DMD affects about one in 5,000 males at birth, and the average life expectancy although increasing is around 26 years. Frameshift mutations in the DMD gene, cause this terminal disease.
Previous work has shown that AAV-mediated life-long CRISPR genome editing in DMD mice models restored dystrophin expression and improved cardiac function without inducing serious adverse effects.
Now scientists from Munich, Germany, have used somatic CRISPR gene editing in living pigs to restore the DMD reading frame, resulting in expression of a shortened but largely functional dystrophin protein.
For more information see the press release from the Technical University of Munich.

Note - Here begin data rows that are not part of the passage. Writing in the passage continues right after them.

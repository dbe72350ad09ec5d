//! Video repository implementation.

use sqlx::PgPool;

use mediahub_core::error::{AppError, ErrorKind};
use mediahub_core::result::AppResult;
use mediahub_core::types::{FolderId, OwnerId};
use mediahub_entity::video::{CreateVideo, Video};

/// First-occurrence prefix replacement in `path` and `url`, limited to rows
/// that contain the prefix. Binds: folder id, owner id, old, new.
pub(crate) const REWRITE_PREFIX_SQL: &str = "UPDATE videos SET \
        path = CASE WHEN strpos(path, $3) > 0 \
            THEN overlay(path placing $4 from strpos(path, $3) for char_length($3)) \
            ELSE path END, \
        url = CASE WHEN strpos(url, $3) > 0 \
            THEN overlay(url placing $4 from strpos(url, $3) for char_length($3)) \
            ELSE url END, \
        updated_at = NOW() \
     WHERE folder_id = $1 AND owner_id = $2 \
       AND (strpos(path, $3) > 0 OR strpos(url, $3) > 0)";

/// Repository for videos inside folders.
#[derive(Debug, Clone)]
pub struct VideoRepository {
    pool: PgPool,
}

impl VideoRepository {
    /// Create a new video repository.
    pub fn new(pool: PgPool) -> Self {
        Self { pool }
    }

    /// Insert a video into an active folder owned by the same owner.
    pub async fn create(&self, data: &CreateVideo) -> AppResult<Video> {
        sqlx::query_as::<_, Video>(
            "INSERT INTO videos (owner_id, folder_id, name, path, url) \
             SELECT $1, $2, $3, $4, $5 \
             WHERE EXISTS ( \
                SELECT 1 FROM folders WHERE id = $2 AND owner_id = $1 AND status = 'active' \
             ) RETURNING *",
        )
        .bind(data.owner_id)
        .bind(data.folder_id)
        .bind(&data.name)
        .bind(&data.path)
        .bind(&data.url)
        .fetch_optional(&self.pool)
        .await
        .map_err(|e| AppError::with_source(ErrorKind::Database, "Failed to create video", e))?
        .ok_or_else(|| AppError::not_found(format!("Folder {} not found", data.folder_id)))
    }

    /// List the videos in a folder.
    pub async fn find_by_folder(
        &self,
        owner_id: OwnerId,
        folder_id: FolderId,
    ) -> AppResult<Vec<Video>> {
        sqlx::query_as::<_, Video>(
            "SELECT * FROM videos WHERE folder_id = $1 AND owner_id = $2 ORDER BY created_at ASC",
        )
        .bind(folder_id)
        .bind(owner_id)
        .fetch_all(&self.pool)
        .await
        .map_err(|e| AppError::with_source(ErrorKind::Database, "Failed to list videos", e))
    }

    /// Replace the first occurrence of `old_prefix` with `new_prefix` in the
    /// path and url of every video in the folder. Rows containing neither
    /// are left untouched. Returns the number of rows changed.
    pub async fn rewrite_prefix(
        &self,
        owner_id: OwnerId,
        folder_id: FolderId,
        old_prefix: &str,
        new_prefix: &str,
    ) -> AppResult<u64> {
        if old_prefix.is_empty() || old_prefix == new_prefix {
            return Ok(0);
        }

        let result = sqlx::query(REWRITE_PREFIX_SQL)
            .bind(folder_id)
            .bind(owner_id)
            .bind(old_prefix)
            .bind(new_prefix)
            .execute(&self.pool)
            .await
            .map_err(|e| {
                AppError::with_source(ErrorKind::Database, "Failed to rewrite video paths", e)
            })?;

        Ok(result.rows_affected())
    }
}
//! Folder entity model.

use chrono::{DateTime, Utc};
use serde::{Deserialize, Serialize};
use sqlx::FromRow;
use uuid::Uuid;

use mediahub_core::types::{FolderId, OwnerId, ServerId};

use super::status::FolderStatus;

/// A folder record. Its directory lives on `server_id` at
/// `<content_root>/<owner_login>/<name>`.
#[derive(Debug, Clone, PartialEq, Eq, Serialize, Deserialize, FromRow)]
pub struct Folder {
    /// Catalog-assigned identifier.
    pub id: FolderId,
    /// The owning account.
    pub owner_id: OwnerId,
    /// The media server hosting the directory.
    pub server_id: ServerId,
    /// Display name, also the last path segment of the directory.
    pub name: String,
    /// Lifecycle marker.
    pub status: FolderStatus,
    /// When the folder was created.
    pub created_at: DateTime<Utc>,
    /// When the folder was last renamed.
    pub updated_at: DateTime<Utc>,
}

impl Folder {
    /// The unsaved default folder shown to an owner with no folders yet.
    ///
    /// Its id is the nil UUID; it never exists in the catalog.
    pub fn placeholder(owner_id: OwnerId, login: &str, server_id: ServerId) -> Self {
        let now = Utc::now();
        Self {
            id: FolderId::from_uuid(Uuid::nil()),
            owner_id,
            server_id,
            name: login.to_string(),
            status: FolderStatus::Active,
            created_at: now,
            updated_at: now,
        }
    }

    /// Whether this is the synthetic default folder.
    pub fn is_placeholder(&self) -> bool {
        self.id.as_uuid().is_nil()
    }

    /// Whether the folder is visible and mutable.
    pub fn is_active(&self) -> bool {
        self.status == FolderStatus::Active
    }
}

/// Data required to insert a new folder record.
#[derive(Debug, Clone, Serialize, Deserialize)]
pub struct CreateFolder {
    /// Id chosen by the caller, so the folder can be locked before the
    /// record exists.
    pub id: FolderId,
    /// The owning account.
    pub owner_id: OwnerId,
    /// The media server that will host the directory.
    pub server_id: ServerId,
    /// Validated folder name.
    pub name: String,
}
//! Custom Axum extractors.

pub mod auth;
pub mod path;

pub use auth::AuthOwner;
pub use path::parse_folder_id;
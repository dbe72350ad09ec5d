//! `AuthOwner` extractor: pulls the JWT from the Authorization header,
//! validates it, and injects the owner context.

use axum::extract::FromRequestParts;
use axum::http::header::AUTHORIZATION;
use axum::http::request::Parts;

use mediahub_core::error::AppError;
use mediahub_service::context::RequestContext;

use crate::error::ApiError;
use crate::state::AppState;

/// Extracted authenticated owner context available in handlers.
#[derive(Debug, Clone)]
pub struct AuthOwner(pub RequestContext);

impl AuthOwner {
    /// Returns the inner `RequestContext`.
    pub fn context(&self) -> &RequestContext {
        &self.0
    }

    /// Consumes the extractor.
    pub fn into_context(self) -> RequestContext {
        self.0
    }
}

impl std::ops::Deref for AuthOwner {
    type Target = RequestContext;
    fn deref(&self) -> &Self::Target {
        &self.0
    }
}

impl FromRequestParts<AppState> for AuthOwner {
    type Rejection = ApiError;

    async fn from_request_parts(
        parts: &mut Parts,
        state: &AppState,
    ) -> Result<Self, Self::Rejection> {
        let auth_header = parts
            .headers
            .get(AUTHORIZATION)
            .and_then(|v| v.to_str().ok())
            .ok_or_else(|| AppError::authentication("Missing Authorization header"))?;

        let token = auth_header
            .strip_prefix("Bearer ")
            .ok_or_else(|| AppError::authentication("Invalid Authorization header format"))?;

        let claims = state.token_decoder.decode(token)?;

        Ok(AuthOwner(RequestContext::new(claims.owner())))
    }
}
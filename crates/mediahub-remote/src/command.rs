//! Typed shell commands sent to media servers.
//!
//! Commands are rendered to POSIX `sh` with every path single-quoted, so
//! folder names containing spaces, quotes, or `$` reach the server verbatim.

use std::fmt;

use serde::{Deserialize, Serialize};

/// Marker printed by [`RemoteCommand::Probe`] when the directory exists.
pub const PROBE_EXISTS: &str = "EXISTS";
/// Marker printed by [`RemoteCommand::Probe`] when it does not.
pub const PROBE_MISSING: &str = "NOT_EXISTS";

/// The operations the lifecycle manager performs remotely.
#[derive(Debug, Clone, PartialEq, Eq, Serialize, Deserialize)]
pub enum RemoteCommand {
    /// `mkdir -p`: creates the directory and missing parents.
    MakeDir {
        /// Absolute remote path.
        path: String,
    },
    /// `rm -rf`: removes the directory tree; absence is not an error.
    RemoveDir {
        /// Absolute remote path.
        path: String,
    },
    /// Prints [`PROBE_EXISTS`] or [`PROBE_MISSING`]; always exits 0.
    Probe {
        /// Absolute remote path.
        path: String,
    },
    /// `mv`: renames a directory in place.
    Move {
        /// Current absolute path.
        from: String,
        /// New absolute path.
        to: String,
    },
}

/// Discriminant of [`RemoteCommand`], used for logging and failure injection.
#[derive(Debug, Clone, Copy, PartialEq, Eq, Hash, Serialize, Deserialize)]
pub enum CommandKind {
    /// `mkdir -p`
    MakeDir,
    /// `rm -rf`
    RemoveDir,
    /// `test -d`
    Probe,
    /// `mv`
    Move,
}

impl fmt::Display for CommandKind {
    fn fmt(&self, f: &mut fmt::Formatter<'_>) -> fmt::Result {
        let name = match self {
            Self::MakeDir => "mkdir",
            Self::RemoveDir => "rm",
            Self::Probe => "probe",
            Self::Move => "mv",
        };
        f.write_str(name)
    }
}

impl RemoteCommand {
    /// The command discriminant.
    pub fn kind(&self) -> CommandKind {
        match self {
            Self::MakeDir { .. } => CommandKind::MakeDir,
            Self::RemoveDir { .. } => CommandKind::RemoveDir,
            Self::Probe { .. } => CommandKind::Probe,
            Self::Move { .. } => CommandKind::Move,
        }
    }

    /// Whether running the command twice leaves the same end state as once.
    ///
    /// `mv` is not: a repeated move fails once the source is gone.
    pub fn is_idempotent(&self) -> bool {
        !matches!(self, Self::Move { .. })
    }

    /// Render as a single `sh` command line.
    pub fn render(&self) -> String {
        match self {
            Self::MakeDir { path } => format!("mkdir -p -- {}", shell_quote(path)),
            Self::RemoveDir { path } => format!("rm -rf -- {}", shell_quote(path)),
            Self::Probe { path } => format!(
                "if [ -d {} ]; then echo {PROBE_EXISTS}; else echo {PROBE_MISSING}; fi",
                shell_quote(path)
            ),
            Self::Move { from, to } => {
                format!("mv -- {} {}", shell_quote(from), shell_quote(to))
            }
        }
    }

    /// Interpret the stdout of a [`RemoteCommand::Probe`].
    pub fn parse_probe(stdout: &str) -> Option<bool> {
        match stdout.trim() {
            PROBE_EXISTS => Some(true),
            PROBE_MISSING => Some(false),
            _ => None,
        }
    }
}

/// Quote `value` for POSIX `sh` using single quotes.
pub fn shell_quote(value: &str) -> String {
    let mut out = String::with_capacity(value.len() + 2);
    out.push('\'');
    for c in value.chars() {
        if c == '\'' {
            out.push_str("'\\''");
        } else {
            out.push(c);
        }
    }
    out.push('\'');
    out
}
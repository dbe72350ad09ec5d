//! Folder list, create, rename and delete handlers.
//!
//! Mutating operations run on their own task: if the client goes away or
//! the request times out, the saga still runs to completion instead of
//! stopping between a remote side effect and the matching catalog write.

use std::future::Future;

use axum::Json;
use axum::extract::{Path, State};
use axum::http::StatusCode;

use mediahub_core::error::AppError;
use mediahub_core::result::AppResult;

use crate::dto::request::{CreateFolderRequest, RenameFolderRequest};
use crate::dto::response::{
    ApiResponse, DeleteFolderResponse, FolderResponse, RenameFolderResponse,
};
use crate::error::ApiError;
use crate::extractors::{AuthOwner, parse_folder_id};
use crate::state::AppState;

/// Run a lifecycle operation detached from the request future.
async fn run_detached<T, F>(operation: F) -> AppResult<T>
where
    T: Send + 'static,
    F: Future<Output = AppResult<T>> + Send + 'static,
{
    tokio::spawn(operation)
        .await
        .map_err(|e| AppError::internal(format!("Folder operation task failed: {e}")))?
}

/// GET /api/folders
pub async fn list_folders(
    State(state): State<AppState>,
    auth: AuthOwner,
) -> Result<Json<ApiResponse<Vec<FolderResponse>>>, ApiError> {
    let folders = state.folders.list(&auth).await?;
    Ok(Json(ApiResponse::ok(
        folders.into_iter().map(FolderResponse::from).collect(),
    )))
}

/// POST /api/folders
pub async fn create_folder(
    State(state): State<AppState>,
    auth: AuthOwner,
    Json(req): Json<CreateFolderRequest>,
) -> Result<(StatusCode, Json<ApiResponse<FolderResponse>>), ApiError> {
    let manager = state.folders.clone();
    let ctx = auth.into_context();

    let folder = run_detached(async move {
        manager.create(&ctx, req.server_id, &req.name).await
    })
    .await?;

    Ok((
        StatusCode::CREATED,
        Json(ApiResponse::ok(FolderResponse::from(folder))),
    ))
}

/// PUT /api/folders/{id}
pub async fn rename_folder(
    State(state): State<AppState>,
    auth: AuthOwner,
    Path(id): Path<String>,
    Json(req): Json<RenameFolderRequest>,
) -> Result<Json<ApiResponse<RenameFolderResponse>>, ApiError> {
    let id = parse_folder_id(&id)?;
    let manager = state.folders.clone();
    let ctx = auth.into_context();

    let renamed = run_detached(async move { manager.rename(&ctx, id, &req.name).await }).await?;

    Ok(Json(ApiResponse::ok(RenameFolderResponse::from(renamed))))
}

/// DELETE /api/folders/{id}
pub async fn delete_folder(
    State(state): State<AppState>,
    auth: AuthOwner,
    Path(id): Path<String>,
) -> Result<Json<ApiResponse<DeleteFolderResponse>>, ApiError> {
    let id = parse_folder_id(&id)?;
    let manager = state.folders.clone();
    let ctx = auth.into_context();

    run_detached(async move { manager.delete(&ctx, id).await }).await?;

    Ok(Json(ApiResponse::ok(DeleteFolderResponse { id })))
}
//! # mediahub-entity
//!
//! Domain entity models for MediaHub. Every struct in this crate
//! represents a catalog row or a domain value object. Catalog entities
//! additionally derive `sqlx::FromRow`.

pub mod folder;
pub mod owner;
pub mod video;
//! Request context carrying the authenticated owner.

use chrono::{DateTime, Utc};
use serde::{Deserialize, Serialize};

use mediahub_core::result::AppResult;
use mediahub_core::types::OwnerId;
use mediahub_entity::owner::Owner;

/// Context for the current authenticated request.
///
/// Built by the API layer from the bearer token and passed into service
/// methods so that every operation knows *who* is acting.
#[derive(Debug, Clone, Serialize, Deserialize)]
pub struct RequestContext {
    /// The authenticated owner.
    pub owner: Owner,
    /// When the request was received.
    pub request_time: DateTime<Utc>,
}

impl RequestContext {
    /// Creates a new request context.
    pub fn new(owner: Owner) -> Self {
        Self {
            owner,
            request_time: Utc::now(),
        }
    }

    /// The acting owner's id.
    pub fn owner_id(&self) -> OwnerId {
        self.owner.id
    }

    /// The acting owner's directory name under the content root.
    pub fn login(&self) -> AppResult<String> {
        self.owner.login()
    }
}
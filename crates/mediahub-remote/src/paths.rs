//! Remote path construction.
//!
//! Every folder directory lives at `<content_root>/<owner_login>/<folder_name>`.
//! Both segments are validated here before any path reaches a command, so
//! neither can contain a separator, a traversal sequence, or a control
//! character.

use mediahub_core::result::AppResult;
use mediahub_entity::folder::validate_path_segment;

/// Builds absolute directory paths under a fixed content root.
#[derive(Debug, Clone, PartialEq, Eq)]
pub struct RemotePaths {
    content_root: String,
}

impl RemotePaths {
    /// Create a builder rooted at `content_root` (trailing slashes ignored).
    pub fn new(content_root: impl Into<String>) -> Self {
        let mut content_root = content_root.into();
        while content_root.len() > 1 && content_root.ends_with('/') {
            content_root.pop();
        }
        Self { content_root }
    }

    /// The configured content root.
    pub fn content_root(&self) -> &str {
        &self.content_root
    }

    /// `<root>/<login>`
    pub fn base_dir(&self, login: &str) -> AppResult<String> {
        validate_path_segment("Owner login", login)?;
        Ok(format!("{}/{}", self.content_root, login))
    }

    /// `<root>/<login>/<name>`
    pub fn folder_dir(&self, login: &str, name: &str) -> AppResult<String> {
        validate_path_segment("Folder name", name)?;
        Ok(format!("{}/{}", self.base_dir(login)?, name))
    }
}

/// The substring every video path and url of a folder carries:
/// `/<login>/<name>/`.
pub fn content_prefix(login: &str, name: &str) -> String {
    format!("/{login}/{name}/")
}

Moretti, A., L. Fonteyne, F. Giesert, P. Hoppmann, A. B. Meier, T. Bozoglu, A. Baehr, C. M. Schneider, D. Sinnecker, K. Klett, T. Fröhlich, F. A. Rahman, T. Haufe, S. Sun, V. Jurisch, B. Kessler, R. Hinkel, R. Dirschinger, E. Martens, C. Jilek, A. Graf, S. Krebs, G. Santamaria, M. Kurome, V. Zakhartchenko, B. Campbell, K. Voelse, A. Wolf, T. Ziegler, S. Reichert, S. Lee, F. Flenkenthaler, T. Dorn, I. Jeremias, H. Blum, A. Dendorfer, A. Schnieke, S. Krause, M. C. Walter, N. Klymiuk, K. L. Laugwitz, E. Wolf, W. Wurst and C. Kupatt (2020). “Somatic gene editing ameliorates skeletal and cardiac muscle failure in pig and human models of Duchenne muscular dystrophy.” Nature Medicine.